The title of Jia’s new film, I Wish I Knew, alerts viewers to the impossibility inherent in his project. [2] Conceived as a portrait of Shanghai and its history, I Wish I Knew focuses on interviews with present and former residents of that byzantine metropolis captured in extended shots that invite interviewees to expand on their memories in a leisurely fashion. This tapestry of monologues by now-aging witnesses of Shanghai’s tumultuous ride through the Twentieth Century are interspersed with actuality footage and clips from well-known Shanghai-based films of the past.

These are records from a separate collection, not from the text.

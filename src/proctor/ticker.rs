//! Named timers owned by one session.
//!
//! Re-registering a name replaces the previous timer. `shutdown` (or
//! dropping the ticker) cancels everything still scheduled.

use std::collections::HashMap;
use std::future::Future;
use std::sync::{Mutex, PoisonError};
use std::time::Duration;

use tokio::task::JoinHandle;
use tokio::time::{interval_at, Instant, MissedTickBehavior};

#[derive(Debug, Clone, Copy, PartialEq, Eq, Hash)]
pub enum TimerName {
    Countdown,
    FaceCheck,
    Snapshot,
    Heartbeat,
    MobileLiveness,
    MobileGrace,
    MobileHeartbeat,
    TerminateRetry,
}

impl TimerName {
    pub fn default_period(&self) -> Duration {
        match self {
            TimerName::Countdown => Duration::from_secs(1),
            TimerName::FaceCheck => Duration::from_secs(2),
            TimerName::Snapshot => Duration::from_secs(15),
            TimerName::Heartbeat => Duration::from_secs(5),
            TimerName::MobileLiveness => Duration::from_secs(15),
            TimerName::MobileGrace => Duration::from_secs(60),
            TimerName::MobileHeartbeat => Duration::from_secs(2),
            TimerName::TerminateRetry => Duration::from_secs(5),
        }
    }
}

#[derive(Default)]
pub struct Ticker {
    timers: Mutex<HashMap<TimerName, JoinHandle<()>>>,
}

impl Ticker {
    pub fn new() -> Self {
        Self::default()
    }

    /// Runs `tick` every `period`, first after one full period.
    pub fn every<F, Fut>(&self, name: TimerName, period: Duration, mut tick: F)
    where
        F: FnMut() -> Fut + Send + 'static,
        Fut: Future<Output = ()> + Send + 'static,
    {
        let handle = tokio::spawn(async move {
            let mut interval = interval_at(Instant::now() + period, period);
            interval.set_missed_tick_behavior(MissedTickBehavior::Skip);
            loop {
                interval.tick().await;
                tick().await;
            }
        });
        self.install(name, handle);
    }

    /// Runs `fire` once after `delay`. Calling it again under the same name
    /// pushes the deadline back, which makes it a watchdog.
    pub fn once<F, Fut>(&self, name: TimerName, delay: Duration, fire: F)
    where
        F: FnOnce() -> Fut + Send + 'static,
        Fut: Future<Output = ()> + Send + 'static,
    {
        let handle = tokio::spawn(async move {
            tokio::time::sleep(delay).await;
            fire().await;
        });
        self.install(name, handle);
    }

    pub fn cancel(&self, name: TimerName) -> bool {
        match self.lock().remove(&name) {
            Some(handle) => {
                handle.abort();
                true
            }
            None => false,
        }
    }

    pub fn is_active(&self, name: TimerName) -> bool {
        self.lock()
            .get(&name)
            .map(|handle| !handle.is_finished())
            .unwrap_or(false)
    }

    pub fn active_count(&self) -> usize {
        self.lock().values().filter(|h| !h.is_finished()).count()
    }

    pub fn shutdown(&self) {
        for (name, handle) in self.lock().drain() {
            tracing::trace!("Cancelling {:?} timer", name);
            handle.abort();
        }
    }

    fn install(&self, name: TimerName, handle: JoinHandle<()>) {
        if let Some(previous) = self.lock().insert(name, handle) {
            previous.abort();
        }
    }

    fn lock(&self) -> std::sync::MutexGuard<'_, HashMap<TimerName, JoinHandle<()>>> {
        self.timers.lock().unwrap_or_else(PoisonError::into_inner)
    }
}

impl Drop for Ticker {
    fn drop(&mut self) {
        self.shutdown();
    }
}
use futures::stream::{BoxStream, StreamExt};

use crate::dto::public_dto::PublishSignalRequest;
use crate::error::{Error, Result};
use crate::models::signal::{is_for_me, Origin, SignalEnvelope, SignalEvent};
use crate::services::assignment_service::AssignmentService;
use crate::services::signaling_service::SignalingService;

/// Candidate-side access to an exam topic, authorised by access token.
/// Exam and candidate ids on outgoing envelopes come from the assignment.
#[derive(Clone)]
pub struct CandidateChannel {
    assignments: AssignmentService,
    signals: SignalingService,
}

impl CandidateChannel {
    pub fn new(assignments: AssignmentService, signals: SignalingService) -> Self {
        Self {
            assignments,
            signals,
        }
    }

    pub async fn publish(&self, token: &str, req: PublishSignalRequest) -> Result<usize> {
        let (assignment, _) = self.assignments.load(token).await?;
        if assignment.status.is_terminal() {
            return Err(Error::AlreadySubmitted);
        }
        if req.origin == Origin::Admin {
            return Err(Error::Forbidden("Candidates cannot publish as admin".to_string()));
        }
        match &req.event {
            SignalEvent::Command { .. } => {
                return Err(Error::Forbidden("Candidates cannot issue commands".to_string()))
            }
            SignalEvent::Violation { .. } => {
                return Err(Error::BadRequest(
                    "Violations are reported through the events endpoint".to_string(),
                ))
            }
            _ => {}
        }

        Ok(self.signals.publish(SignalEnvelope::new(
            assignment.exam_id,
            assignment.candidate_id,
            req.origin,
            req.event,
        )))
    }

    /// Envelopes concerning the token's candidate, including its own echoes.
    pub async fn subscribe(&self, token: &str) -> Result<BoxStream<'static, SignalEnvelope>> {
        let (assignment, _) = self.assignments.load(token).await?;
        if assignment.status.is_terminal() {
            return Err(Error::AlreadySubmitted);
        }
        let candidate_id = assignment.candidate_id;
        tracing::debug!("Candidate {} subscribed to exam {}", candidate_id, assignment.exam_id);
        Ok(self
            .signals
            .subscribe_stream(assignment.exam_id)
            .filter(move |env| std::future::ready(is_for_me(env, candidate_id)))
            .boxed())
    }
}
use std::fmt;

/// Why answering is currently frozen.
#[derive(Debug, Clone, Copy, PartialEq, Eq)]
pub enum BlockReason {
    Paused,
    MobileLost,
    Terminated,
}

impl fmt::Display for BlockReason {
    fn fmt(&self, f: &mut fmt::Formatter<'_>) -> fmt::Result {
        f.write_str(match self {
            BlockReason::Paused => "the proctor paused the exam",
            BlockReason::MobileLost => "the secondary camera disconnected",
            BlockReason::Terminated => "the proctor terminated the exam",
        })
    }
}

#[derive(Debug, thiserror::Error)]
pub enum SessionError {
    #[error("Camera access denied: {0}")]
    CameraDenied(String),

    #[error("Microphone access denied: {0}")]
    MicrophoneDenied(String),

    #[error("Fullscreen request rejected: {0}")]
    FullscreenRejected(String),

    #[error("The secondary camera has not been paired")]
    MobileNotPaired,

    #[error("Answers are blocked because {0}")]
    Blocked(BlockReason),

    #[error("The exam is not in progress")]
    NotInProgress,

    #[error(transparent)]
    Backend(#[from] crate::error::Error),
}

impl SessionError {
    /// Hard blockers stop the session from starting at all.
    pub fn is_hard_blocker(&self) -> bool {
        matches!(
            self,
            SessionError::CameraDenied(_)
                | SessionError::MicrophoneDenied(_)
                | SessionError::FullscreenRejected(_)
                | SessionError::MobileNotPaired
        )
    }
}

pub type SessionResult<T> = std::result::Result<T, SessionError>;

Though I Wish I Knew may not meet the high standard set by Jia’s wonderful 2006 production Still Life (Sanxia haoren), its warmth and diversity of perspectives will engage sympathetic viewers. The key to enjoying this new film is to give up the thought of coming away with any kind of definitive history of modern Shanghai—an enterprise which would be doomed to failure in any event given that one is dealing with a vast urban space that has been deeply marked by repeated political upheavals and a bewildering polyglot of cultural styles. Instead, Jia offers a gallery of snapshots taken from the lives of the city’s citizens. All of these reporters carry with them profound emotional baggage with which history has burdened them. Yet all tell their stories with composure and even serenity. In one of the film’s most affecting motifs a number of the people on camera sing popular songs they recall from their youth. Some are Chinese folk melodies, others Western pop ballads. In the midst of the often-horrific tales of carnage and family tragedies these Shanghai survivors have to tell, such poignant lyrical interludes testify to the sustaining veil of pleasure and comfort nostalgia casts over even the most psychically wounding passages in people’s lives.

I Wish I Knew

Even as we become immersed in these personal recollections, however, Jia pulls us back by repeatedly reminding us that even the monologues he so faithfully records are not windows into an unvarnished reality but rather narratives prompted by a particular set of circumstances –specifically, by the presence of the filmmakers. At one point, soft ringing tones interrupt a story being told by one of the interviewees. “Is that someone’s cell phone?” the man hesitantly inquires. At another moment, as Jia’s cinematographer Yu Likwai trains his lens on a group of people playing “Go” in the entrance to a shop, one of the participants looks into the camera and waves her arm invitingly. “Come in and film,” she says.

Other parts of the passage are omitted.